Mr Ryan has a good track record in his own organisation and brings a lot to the job, including knowledge of the US market, where he worked for the IDA.
No doubt, as chairman Pat Molloy said when he made the announcement “Frank will bring a breadth of experience and knowledge that will be of substantial value to Irish industry and to Enterprise Ireland in its next phase of development.”
All that is true. But given the concerns of indigenous business about the state of industry and its lot was there not a case to appoint somebody from industry that knows what it is to be an Irish firm trying to survive in the tough world of global business.
This is a complex issue but there is a case for having somebody in the job that really knows what it’s like to be trying to survive in Irish business right now. For two years, the small firms lobby represented by the Small Firms Association and ISME have been screaming that their sector is being driven into the ground by excessive insurance costs and by the total lack of support for the sector generally coming from Enterprise Ireland.
This is not an attack on Enterprise Ireland. Dealt the hand that it has been by the State and limited in its funds, Enterprise Ireland can only do so much.
It cannot be expected to nursemaid the thousands of firms that are operational in today’s market and to any of them justice.
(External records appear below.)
#[test]
fn test_save_hands_resolution_back_to_registry() {
    let mut client = client();
    let mut session = EditingSession::default();
    session.select(client.registry(), &id("mine")).unwrap();

    let t0 = Instant::now();
    session
        .mutate_field(
            FieldEdit::Placement {
                layer: 0,
                edit: PlacementEdit::Radius(3.0),
            },
            t0,
        )
        .unwrap();
    assert!(session.tick(t0 + ms(200)));
    assert!(session.preview_override(&id("mine")).is_some());

    session.save(&mut client).unwrap();
    assert!(session.preview_override(&id("mine")).is_none());
    assert!(!session.preview_pending());

    // An authoritative snapshot disagrees with what this node saved
    let remote = EffectDefinition::new(id("mine")).with_layer(
        BehaviorLayer::default(),
        PlacementLayer::new(PlacementParams {
            radius: 7.0,
            ..Default::default()
        }),
    );
    client.registry_mut().apply_authored_snapshot(vec![remote]);

    let legacy = LegacyCatalog::new();
    let resolver =
        Resolver::new(client.registry(), client.catalog(), &legacy).with_preview(&session);
    let effect_ref = EffectRef::Definition(id("mine"));
    let resolution = resolver.resolve(&effect_ref);
    assert_eq!(resolution.origin(), Some(Origin::Authored));
    assert_eq!(resolution.placement_layers()[0].radius(), 7.0);
}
So that begs a further question. Is EI the right mode of support for business any longer. Is there not a case to be made for a basic grant or capital funding system to be put in place for those with enough get up and go to accomplish growth using their own initiatives and company skills.
Is molly-coddling the sector with trade missions and grants really the way to go anymore?
And what is the best way for this country to ensure that the indigenous sector becomes sufficiently developed to command better treatment from government to allow it to flourish.
We need a system that allows us to develop firms in key sectors that will become the self-confident wing of the economy, sure enough of itself to create multinational companies with global standing. After years of Forbairt that transmuted into Enterprise Ireland, it is far from clear that support from the State-backed development company will provide the impetus to create homegrown multinational firms able to compete with the best in the world.
If the Government had the will to tackle the insurance question and to have that resolved, one of the biggest pressures facing Irish-owned firms would be removed overnight.
It strikes me as odd that a man who has been charged with bringing multinational firms into Ireland should now be asked to do a 360-degree turn and think about developing Irish companies. Probably that change in direction for Mr Ryan is more ironic than anything else. But the real debate is much bigger than either Enterprise Ireland or IDA Ireland. And that is what direction do we want to steer industrial policy.
We need a much more self-reliant policy that will take industry to the next step of global player status.
Science Foundation Ireland and Forfás are trying to ensure we move in that direction, but something is missing. I think that something is a lack of belief in ourselves and what we are capable of achieving without being hand-held by Enterprise Ireland or anyone else for that matter.